# SUPPLIED RECORDS:

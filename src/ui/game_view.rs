use crate::game::{Board, Cell, GameState, GameStatus, Player};
use ratatui::{
    layout::{Alignment, Constraint, Direction, Layout, Rect},
    style::{Color, Modifier, Style},
    text::{Line, Span},
    widgets::{Block, Borders, Paragraph},
    Frame,
};

pub fn render(
    frame: &mut Frame,
    game_state: &GameState,
    selected_column: usize,
    message: &Option<String>,
    opponent: &str,
) {
    let board_rows = game_state.board().height() as u16 + 4;
    let chunks = Layout::default()
        .direction(Direction::Vertical)
        .constraints([
            Constraint::Length(3),       // Header
            Constraint::Min(board_rows), // Board
            Constraint::Length(3),       // Message
            Constraint::Length(3),       // Controls
        ])
        .split(frame.area());

    render_header(frame, game_state, opponent, chunks[0]);
    render_board(frame, game_state.board(), selected_column, chunks[1]);
    render_message(frame, message, chunks[2]);
    render_controls(frame, chunks[3]);
}

fn player_color(player: Player) -> Color {
    match player {
        Player::A => Color::Red,
        Player::B => Color::Yellow,
    }
}

fn render_header(frame: &mut Frame, game_state: &GameState, opponent: &str, area: Rect) {
    let current_player = game_state.current_player();

    let status = match game_state.status() {
        GameStatus::InProgress => format!(
            "Current Player: {}  |  vs {}",
            current_player.symbol(),
            opponent
        ),
        GameStatus::WonBy(winner) => format!(
            "Game Over: {} wins  |  vs {}",
            winner.symbol(),
            opponent
        ),
        GameStatus::Drawn => format!("Game Over: draw  |  vs {}", opponent),
    };

    let header = Paragraph::new(status)
        .style(
            Style::default()
                .fg(player_color(current_player))
                .add_modifier(Modifier::BOLD),
        )
        .alignment(Alignment::Center)
        .block(Block::default().borders(Borders::ALL).title("Connect Four"));

    frame.render_widget(header, area);
}

fn render_board(frame: &mut Frame, board: &Board, selected_column: usize, area: Rect) {
    let width = board.width();
    let inner = "═".repeat(width * 3 + 1);
    let mut lines = Vec::new();

    // Column numbers with selection indicator
    let mut col_line = vec![Span::raw("   ")]; // Padding (3 chars to match "  ║")
    for col in 0..width {
        let label = format!(" {} ", col % 10);
        if col == selected_column {
            col_line.push(Span::styled(
                label,
                Style::default()
                    .fg(Color::Cyan)
                    .add_modifier(Modifier::BOLD | Modifier::UNDERLINED),
            ));
        } else {
            col_line.push(Span::raw(label));
        }
    }
    col_line.push(Span::raw("  ")); // Suffix padding to match " ║"
    lines.push(Line::from(col_line));

    lines.push(Line::from(format!("  ╔{inner}╗")));

    for row in 0..board.height() {
        let mut row_spans = vec![Span::raw("  ║")];

        for col in 0..width {
            let (symbol, color) = match board.get(row, col) {
                Cell::Empty => (" . ", Color::DarkGray),
                Cell::PlayerA => (" ● ", player_color(Player::A)),
                Cell::PlayerB => (" ● ", player_color(Player::B)),
            };
            row_spans.push(Span::styled(symbol, Style::default().fg(color)));
        }

        row_spans.push(Span::raw(" ║"));
        lines.push(Line::from(row_spans));
    }

    lines.push(Line::from(format!("  ╚{inner}╝")));

    // Selection indicator
    let mut indicator_line = vec![Span::raw("   ")];
    for col in 0..width {
        if col == selected_column {
            indicator_line.push(Span::styled(" ▲ ", Style::default().fg(Color::Cyan)));
        } else {
            indicator_line.push(Span::raw("   "));
        }
    }
    indicator_line.push(Span::raw("  "));
    lines.push(Line::from(indicator_line));

    let board_widget = Paragraph::new(lines).alignment(Alignment::Center);
    frame.render_widget(board_widget, area);
}

fn render_message(frame: &mut Frame, message: &Option<String>, area: Rect) {
    let text = message.as_deref().unwrap_or("");
    let msg_widget = Paragraph::new(text)
        .style(Style::default().fg(Color::Yellow))
        .alignment(Alignment::Center)
        .block(Block::default().borders(Borders::ALL));

    frame.render_widget(msg_widget, area);
}

fn render_controls(frame: &mut Frame, area: Rect) {
    let controls = Paragraph::new(Line::from(
        "←/→ or 0-9: Select  |  Enter: Drop  |  R: Restart  |  Q: Quit",
    ))
    .alignment(Alignment::Center)
    .block(Block::default().borders(Borders::ALL).title("Controls"));

    frame.render_widget(controls, area);
}
use tracing::debug;

use super::{Board, Player};
use crate::error::{BoardError, MoveError};

/// Where a game stands after the last applied move.
#[derive(Debug, Clone, Copy, PartialEq, Eq)]
pub enum GameStatus {
    InProgress,
    WonBy(Player),
    Drawn,
}

#[derive(Debug, Clone, PartialEq, Eq)]
pub struct GameState {
    board: Board,
    first_player: Player,
    current_player: Player,
    status: GameStatus,
}

impl GameState {
    /// Start a game on an empty `width` x `height` board.
    pub fn new(width: usize, height: usize, first_player: Player) -> Result<Self, BoardError> {
        Ok(GameState {
            board: Board::new(width, height)?,
            first_player,
            current_player: first_player,
            status: GameStatus::InProgress,
        })
    }

    /// Create initial game state: standard board, `A` to move.
    pub fn initial() -> Self {
        GameState {
            board: Board::standard(),
            first_player: Player::A,
            current_player: Player::A,
            status: GameStatus::InProgress,
        }
    }

    /// Get current player
    pub fn current_player(&self) -> Player {
        self.current_player
    }

    /// Get reference to board
    pub fn board(&self) -> &Board {
        &self.board
    }

    pub fn status(&self) -> GameStatus {
        self.status
    }

    /// Check if game is over
    pub fn is_terminal(&self) -> bool {
        self.status != GameStatus::InProgress
    }

    /// Get list of legal columns (not full)
    pub fn legal_actions(&self) -> Vec<usize> {
        if self.is_terminal() {
            return Vec::new();
        }

        (0..self.board.width())
            .filter(|&col| self.board.allows_move(col))
            .collect()
    }

    /// Apply a move and return new state (immutable)
    pub fn apply_move(&self, column: usize) -> Result<GameState, MoveError> {
        let mut next = self.clone();
        next.apply_move_mut(column)?;
        Ok(next)
    }

    /// Apply a move in place and return the resulting status.
    pub fn apply_move_mut(&mut self, column: usize) -> Result<GameStatus, MoveError> {
        if self.is_terminal() {
            return Err(MoveError::GameOver);
        }

        let mover = self.current_player;
        let row = self.board.try_add_move(column, mover)?;

        if self.board.wins_for(mover) {
            self.status = GameStatus::WonBy(mover);
        } else if self.board.is_full() {
            self.status = GameStatus::Drawn;
        }
        debug!(player = %mover.symbol(), column, row, status = ?self.status, "move applied");

        self.current_player = mover.other();
        Ok(self.status)
    }

    /// Empty the board and hand the move back to whoever started.
    pub fn reset(&mut self) {
        self.board.clear();
        self.current_player = self.first_player;
        self.status = GameStatus::InProgress;
    }
}

impl Default for GameState {
    fn default() -> Self {
        Self::initial()
    }
}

# WHAT IS REQUIRED:
Copy out the records once more, exactly as they are written.

# WRITTEN SOLUTION:
filename src/ui/game_view.rs
use crate::game::{Board, Cell, GameState, GameStatus, Player};
use ratatui::{
    layout::{Alignment, Constraint, Direction, Layout, Rect},
    style::{Color, Modifier, Style},
    text::{Line, Span},
    widgets::{Block, Borders, Paragraph},
    Frame,
};

pub fn render(
    frame: &mut Frame,
    game_state: &GameState,
    selected_column: usize,
    message: &Option<String>,
    opponent: &str,
) {
    let board_rows = game_state.board().height() as u16 + 4;
    let chunks = Layout::default()
        .direction(Direction::Vertical)
        .constraints([
            Constraint::Length(3),       // Header
            Constraint::Min(board_rows), // Board
            Constraint::Length(3),       // Message
            Constraint::Length(3),       // Controls
        ])
        .split(frame.area());

    render_header(frame, game_state, opponent, chunks[0]);
    render_board(frame, game_state.board(), selected_column, chunks[1]);
    render_message(frame, message, chunks[2]);
    render_controls(frame, chunks[3]);
}

fn player_color(player: Player) -> Color {
    match player {
        Player::A => Color::Red,
        Player::B => Color::Yellow,
    }
}

fn render_header(frame: &mut Frame, game_state: &GameState, opponent: &str, area: Rect) {
    let current_player = game_state.current_player();

    let status = match game_state.status() {
        GameStatus::InProgress => format!(
            "Current Player: {}  |  vs {}",
            current_player.symbol(),
            opponent
        ),
        GameStatus::WonBy(winner) => format!(
            "Game Over: {} wins  |  vs {}",
            winner.symbol(),
            opponent
        ),
        GameStatus::Drawn => format!("Game Over: draw  |  vs {}", opponent),
    };

    let header = Paragraph::new(status)
        .style(
            Style::default()
                .fg(player_color(current_player))
                .add_modifier(Modifier::BOLD),
        )
        .alignment(Alignment::Center)
        .block(Block::default().borders(Borders::ALL).title("Connect Four"));

    frame.render_widget(header, area);
}

fn render_board(frame: &mut Frame, board: &Board, selected_column: usize, area: Rect) {
    let width = board.width();
    let inner = "═".repeat(width * 3 + 1);
    let mut lines = Vec::new();

    // Column numbers with selection indicator
    let mut col_line = vec![Span::raw("   ")]; // Padding (3 chars to match "  ║")
    for col in 0..width {
        let label = format!(" {} ", col % 10);
        if col == selected_column {
            col_line.push(Span::styled(
                label,
                Style::default()
                    .fg(Color::Cyan)
                    .add_modifier(Modifier::BOLD | Modifier::UNDERLINED),
            ));
        } else {
            col_line.push(Span::raw(label));
        }
    }
    col_line.push(Span::raw("  ")); // Suffix padding to match " ║"
    lines.push(Line::from(col_line));

    lines.push(Line::from(format!("  ╔{inner}╗")));

    for row in 0..board.height() {
        let mut row_spans = vec![Span::raw("  ║")];

        for col in 0..width {
            let (symbol, color) = match board.get(row, col) {
                Cell::Empty => (" . ", Color::DarkGray),
                Cell::PlayerA => (" ● ", player_color(Player::A)),
                Cell::PlayerB => (" ● ", player_color(Player::B)),
            };
            row_spans.push(Span::styled(symbol, Style::default().fg(color)));
        }

        row_spans.push(Span::raw(" ║"));
        lines.push(Line::from(row_spans));
    }

    lines.push(Line::from(format!("  ╚{inner}╝")));

    // Selection indicator
    let mut indicator_line = vec![Span::raw("   ")];
    for col in 0..width {
        if col == selected_column {
            indicator_line.push(Span::styled(" ▲ ", Style::default().fg(Color::Cyan)));
        } else {
            indicator_line.push(Span::raw("   "));
        }
    }
    indicator_line.push(Span::raw("  "));
    lines.push(Line::from(indicator_line));

    let board_widget = Paragraph::new(lines).alignment(Alignment::Center);
    frame.render_widget(board_widget, area);
}

fn render_message(frame: &mut Frame, message: &Option<String>, area: Rect) {
    let text = message.as_deref().unwrap_or("");
    let msg_widget = Paragraph::new(text)
        .style(Style::default().fg(Color::Yellow))
        .alignment(Alignment::Center)
        .block(Block::default().borders(Borders::ALL));

    frame.render_widget(msg_widget, area);
}

fn render_controls(frame: &mut Frame, area: Rect) {
    let controls = Paragraph::new(Line::from(
        "←/→ or 0-9: Select  |  Enter: Drop  |  R: Restart  |  Q: Quit",
    ))
    .alignment(Alignment::Center)
    .block(Block::default().borders(Borders::ALL).title("Controls"));

    frame.render_widget(controls, area);
}
use tracing::debug;

use super::{Board, Player};
use crate::error::{BoardError, MoveError};

/// Where a game stands after the last applied move.
#[derive(Debug, Clone, Copy, PartialEq, Eq)]
pub enum GameStatus {
    InProgress,
    WonBy(Player),
    Drawn,
}

#[derive(Debug, Clone, PartialEq, Eq)]
pub struct GameState {
    board: Board,
    first_player: Player,
    current_player: Player,
    status: GameStatus,
}

impl GameState {
    /// Start a game on an empty `width` x `height` board.
    pub fn new(width: usize, height: usize, first_player: Player) -> Result<Self, BoardError> {
        Ok(GameState {
            board: Board::new(width, height)?,
            first_player,
            current_player: first_player,
            status: GameStatus::InProgress,
        })
    }

    /// Create initial game state: standard board, `A` to move.
    pub fn initial() -> Self {
        GameState {
            board: Board::standard(),
            first_player: Player::A,
            current_player: Player::A,
            status: GameStatus::InProgress,
        }
    }

    /// Get current player
    pub fn current_player(&self) -> Player {
        self.current_player
    }

    /// Get reference to board
    pub fn board(&self) -> &Board {
        &self.board
    }

    pub fn status(&self) -> GameStatus {
        self.status
    }

    /// Check if game is over
    pub fn is_terminal(&self) -> bool {
        self.status != GameStatus::InProgress
    }

    /// Get list of legal columns (not full)
    pub fn legal_actions(&self) -> Vec<usize> {
        if self.is_terminal() {
            return Vec::new();
        }

        (0..self.board.width())
            .filter(|&col| self.board.allows_move(col))
            .collect()
    }

    /// Apply a move and return new state (immutable)
    pub fn apply_move(&self, column: usize) -> Result<GameState, MoveError> {
        let mut next = self.clone();
        next.apply_move_mut(column)?;
        Ok(next)
    }

    /// Apply a move in place and return the resulting status.
    pub fn apply_move_mut(&mut self, column: usize) -> Result<GameStatus, MoveError> {
        if self.is_terminal() {
            return Err(MoveError::GameOver);
        }

        let mover = self.current_player;
        let row = self.board.try_add_move(column, mover)?;

        if self.board.wins_for(mover) {
            self.status = GameStatus::WonBy(mover);
        } else if self.board.is_full() {
            self.status = GameStatus::Drawn;
        }
        debug!(player = %mover.symbol(), column, row, status = ?self.status, "move applied");

        self.current_player = mover.other();
        Ok(self.status)
    }

    /// Empty the board and hand the move back to whoever started.
    pub fn reset(&mut self) {
        self.board.clear();
        self.current_player = self.first_player;
        self.status = GameStatus::InProgress;
    }
}

impl Default for GameState {
    fn default() -> Self {
        Self::initial()
    }
}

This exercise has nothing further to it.